Saying “no” is difficult for many people. Even if your offer doesn’t seem appealing, you still want to be polite.
The standard way to show respect is to help someone understand why you’re not interested. The problem is that when you give a reason for saying no, you give the other party information that they can use to appeal again.
The goal here is to say “no” clearly in a way that ends the conversation gracefully while preserving the relationship. Even if we close the door, we want to continue the conversation on our terms.
We believe that saying “no” is an underrated power in negotiation. Here’s how to do it more effectively:
1. Be polite but emphatic
Thank you for asking. You can apologize for not having a different answer by saying, “That’s very kind of you. Thank you for your question. I’m sorry, but I can’t say yes.”
As long as your answer is strong, there’s no need to be rude. The emphasis is on giving a clear and uncontroversial response.
2. “It’s not you, it’s me” is a classic for a reason.
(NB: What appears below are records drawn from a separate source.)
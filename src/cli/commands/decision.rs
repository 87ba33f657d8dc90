//! `plm decision` command - Decision log

use clap::Subcommand;
use console::style;
use miette::Result;

use crate::cli::helpers::truncate_str;
use crate::cli::table::{emit, Table};
use crate::cli::{GlobalOpts, Session};
use crate::entities::Decision;

#[derive(Subcommand, Debug)]
pub enum DecisionCommands {
    /// List logged decisions, newest first
    List,

    /// Log a decision
    Add(AddArgs),
}

#[derive(clap::Args, Debug)]
pub struct AddArgs {
    /// Short title
    pub title: String,

    /// Problem being decided
    #[arg(long)]
    pub problem: Option<String>,

    /// Options that were considered
    #[arg(long)]
    pub options: Option<String>,

    /// What was decided
    #[arg(long)]
    pub outcome: Option<String>,

    /// Owner (default: configured author)
    #[arg(long)]
    pub owner: Option<String>,
}

pub fn run(cmd: DecisionCommands, global: &GlobalOpts) -> Result<()> {
    let session = Session::open(global)?;
    match cmd {
        DecisionCommands::List => run_list(&session),
        DecisionCommands::Add(args) => run_add(&session, args),
    }
}

fn run_list(session: &Session) -> Result<()> {
    let loaded = session.load()?;
    let mut decisions: Vec<&Decision> = loaded.dossier.decisions.iter().collect();
    decisions.sort_by(|a, b| b.date.cmp(&a.date));

    if decisions.is_empty() {
        session.note("No decisions logged.");
        return Ok(());
    }
    emit(session.format(), &decisions, &decision_table(&decisions))
}

fn decision_table(decisions: &[&Decision]) -> Table {
    let mut table = Table::new(["ID", "Date", "Title", "Outcome", "Owner"]);
    for decision in decisions {
        table.push_row([
            decision.id.to_string(),
            decision.date.clone(),
            truncate_str(&decision.title, 32),
            truncate_str(&decision.outcome, 40),
            decision.owner.clone(),
        ]);
    }
    table
}

fn run_add(session: &Session, args: AddArgs) -> Result<()> {
    let mut dossier = session.load_for_edit()?;

    let owner = args.owner.unwrap_or_else(|| session.config.author());
    let mut decision = Decision::new(args.title, owner);
    decision.problem = args.problem.unwrap_or_default();
    decision.options = args.options.unwrap_or_default();
    decision.outcome = args.outcome.unwrap_or_default();

    let id = dossier
        .add_decision(decision)
        .map_err(|e| miette::miette!("{}", e))?;
    session.save(&dossier)?;

    if session.global.quiet {
        println!("{}", id);
    } else {
        println!("{} Logged decision {}", style("✓").green(), style(&id).cyan());
    }
    Ok(())
}

#[cfg(test)]
mod tests {
    use super::*;
    use crate::cli::OutputFormat;

    #[test]
    fn test_decision_table_columns() {
        let mut decision = Decision::new("Switch rib supplier", "Dana");
        decision.date = "2025-03-01".to_string();
        decision.outcome = "Approved".to_string();

        let out = decision_table(&[&decision]).render(OutputFormat::Tsv).unwrap();
        let cells: Vec<&str> = out.lines().nth(1).unwrap().split('\t').collect();
        assert_eq!(&cells[1..], ["2025-03-01", "Switch rib supplier", "Approved", "Dana"]);
    }
}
The reason for declining does not have to imply a negative judgment. If someone offers you a job but you’re not interested, you might say, “I’m committed to my current team,” or “I’m doing well. I’m not interested in moving.”
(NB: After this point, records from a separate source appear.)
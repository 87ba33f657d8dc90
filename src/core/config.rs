//! Configuration management with layered hierarchy

use serde::{Deserialize, Serialize};
use std::path::{Path, PathBuf};

use crate::core::Project;

/// Default number of decimals for cost output
pub const DEFAULT_PRECISION: usize = 3;

/// PLM configuration, merged from built-in defaults, the user config,
/// the workspace config and the environment (later layers win)
#[derive(Debug, Default, Clone, Serialize, Deserialize)]
#[serde(default)]
pub struct Config {
    /// Default author for new decisions
    #[serde(skip_serializing_if = "Option::is_none")]
    pub author: Option<String>,

    /// Default output format
    #[serde(skip_serializing_if = "Option::is_none")]
    pub default_format: Option<String>,

    /// Style used when `--style` is not given
    #[serde(skip_serializing_if = "Option::is_none")]
    pub default_style: Option<String>,

    /// Symbol printed in front of cost figures
    #[serde(skip_serializing_if = "Option::is_none")]
    pub currency_symbol: Option<String>,

    /// Decimal places for cost figures
    #[serde(skip_serializing_if = "Option::is_none")]
    pub precision: Option<usize>,
}

impl Config {
    /// Load configuration from all sources, merging in priority order
    pub fn load() -> Self {
        Self::load_for(Project::discover().ok().as_ref())
    }

    /// Same as [`Config::load`] with an explicit workspace
    pub fn load_for(project: Option<&Project>) -> Self {
        let mut config = Config::default();

        if let Some(global_path) = Self::global_config_path() {
            if let Some(global) = Self::read_file(&global_path) {
                config.merge(global);
            }
        }

        if let Some(project) = project {
            if let Some(project_config) = Self::read_file(&Self::project_config_path(project)) {
                config.merge(project_config);
            }
        }

        if let Ok(author) = std::env::var("PLM_AUTHOR") {
            config.author = Some(author);
        }
        if let Ok(style) = std::env::var("PLM_STYLE") {
            config.default_style = Some(style);
        }

        config
    }

    fn read_file(path: &Path) -> Option<Config> {
        let contents = std::fs::read_to_string(path).ok()?;
        match serde_yml::from_str::<Config>(&contents) {
            Ok(config) => Some(config),
            Err(e) => {
                tracing::warn!(path = %path.display(), error = %e, "ignoring unreadable config file");
                None
            }
        }
    }

    /// Path to the user-level config file
    pub fn global_config_path() -> Option<PathBuf> {
        directories::ProjectDirs::from("", "", "plm").map(|dirs| dirs.config_dir().join("config.yaml"))
    }

    pub fn project_config_path(project: &Project) -> PathBuf {
        project.plm_dir().join("config.yaml")
    }

    /// Merge another config into this one (other takes precedence)
    fn merge(&mut self, other: Config) {
        if other.author.is_some() {
            self.author = other.author;
        }
        if other.default_format.is_some() {
            self.default_format = other.default_format;
        }
        if other.default_style.is_some() {
            self.default_style = other.default_style;
        }
        if other.currency_symbol.is_some() {
            self.currency_symbol = other.currency_symbol;
        }
        if other.precision.is_some() {
            self.precision = other.precision;
        }
    }

    /// Author name, falling back to the login name
    pub fn author(&self) -> String {
        if let Some(ref author) = self.author {
            return author.clone();
        }

        std::env::var("USER")
            .or_else(|_| std::env::var("USERNAME"))
            .unwrap_or_else(|_| "unknown".to_string())
    }

    pub fn currency_symbol(&self) -> &str {
        self.currency_symbol.as_deref().unwrap_or("$")
    }

    pub fn precision(&self) -> usize {
        self.precision.unwrap_or(DEFAULT_PRECISION)
    }
}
Our favorite answer to this question is, “We’re very grateful, but now is not the right time to move.” None of these are good opportunities for them to try again.
Something like “Sorry, I’m not interested in lateral movement” won’t help here, as you might be offered an even bigger position. We want to provide obstacles that cannot be easily countered.
3. Suggest alternatives
Our colleagues speak at major events and conventions. She works with a speaker’s bureau that charges a standard fee, which potential clients sometimes try to negotiate down.
she tells them: “The speaking bureau I work for charges all clients the same rate, so I can treat everyone fairly. I may not be the right choice for everyone’s budget. I can suggest some colleagues who are more affordable and do a better job.”
This approach is effective because it allows you to be kind and honest about her values without making the other person look bad. Although she declines the offer, she still tries to accommodate her client’s needs. And it allows her to shine a light on deserving colleagues. Everyone wins.
Tone is important with this strategy. Look the other person in the eye and use a downward inflection at the end of your proposal to indicate finality. Watch their reactions and adjust from there.
4. Keep the reason vague
The more information you provide others about a problem, the easier it will be to come up with a solution. If you’re not looking for a solution, please keep your replies short and to the point.
If they request more information, you are under no obligation to share it. You can say something like, “I appreciate it very much, but now is not the right time to move.” When asked why, you can say, “There are some interesting opportunities in the company, but I’m not at liberty to talk about them.”
If they keep pushing you, push back harder. “I’m sorry, but you must accept my decision as final.”
In some cases, people genuinely want feedback on why their offer wasn’t good enough. You are under no obligation to do so, but if you do, be careful of providing an opportunity for them to try to pull you back into the negotiation. And most importantly, be kind.
John Richardson teaches negotiation at MIT’s Sloan School of Management. He previously worked at Harvard Law School and was an associate at the Harvard Negotiation Project. He is the co-author of Never Settle: Persuasion and Negotiation Skills to Get What You Want.
Atia Qureshi is an adjunct professor at the University of Michigan and a former Massachusetts Institute of Technology faculty member who has worked on conflict zone negotiations on behalf of the U.S. Department of State. She is the co-author of Never Settle: Persuasion and Negotiation Skills to Get What You Want.